Posted by riiel on Tue, 13 Aug 2019 13:11:48 +0200

Reasons for the event

Because our company held an algorithm programming contest, randomly draw the following pictures of the algorithm title, think about a period of time before remembering in the book (algorithm diagrams) there is a more consistent algorithm, that is, the dynamic programming "knapsack problem".

Knapsack problem is a NP-complete problem of combinatorial optimization. The problem can be described as: Given a set of items, each item has its own weight and price. Within the limited total weight, how can we choose to make the total price of the item the highest?

How to choose the most suitable items to put in a given backpack is in line with our topic, so this time we use the "0-1 backpack problem" and use our topic to substitute, "total number" is equivalent to "backpack", "goods" is equivalent to "work order type". The weight of the items is the number of people required. .

Supplement:

There are three extensions of knapsack problem solution: unbounded knapsack problem, 0-1 knapsack problem and secondary knapsack problem.

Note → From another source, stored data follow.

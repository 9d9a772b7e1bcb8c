//! Cache
//!
//! Cache Redis opcional delante del record store.

pub mod cache_config;
pub mod redis_client;

use anyhow::Result;
use serde::{de::DeserializeOwned, Serialize};

pub use cache_config::CacheConfig;
pub use redis_client::RedisClient;

/// Operaciones de cache
#[async_trait::async_trait]
pub trait CacheOperations {
    async fn get<T: DeserializeOwned + Send>(&self, key: &str) -> Result<Option<T>>;
    async fn set<T: Serialize + Send + Sync>(&self, key: &str, value: &T, ttl: u64) -> Result<()>;
    async fn delete(&self, key: &str) -> Result<()>;
}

The title of the algorithm is as follows

Dynamic programming is a multi-stage decision-making problem, which usually starts from the initial state and ends by choosing the middle stage decision-making. These decisions form a decision sequence and determine an activity route (usually the optimal one) to complete the whole process. The design of dynamic programming has a certain pattern. Generally, it has to go through the following steps.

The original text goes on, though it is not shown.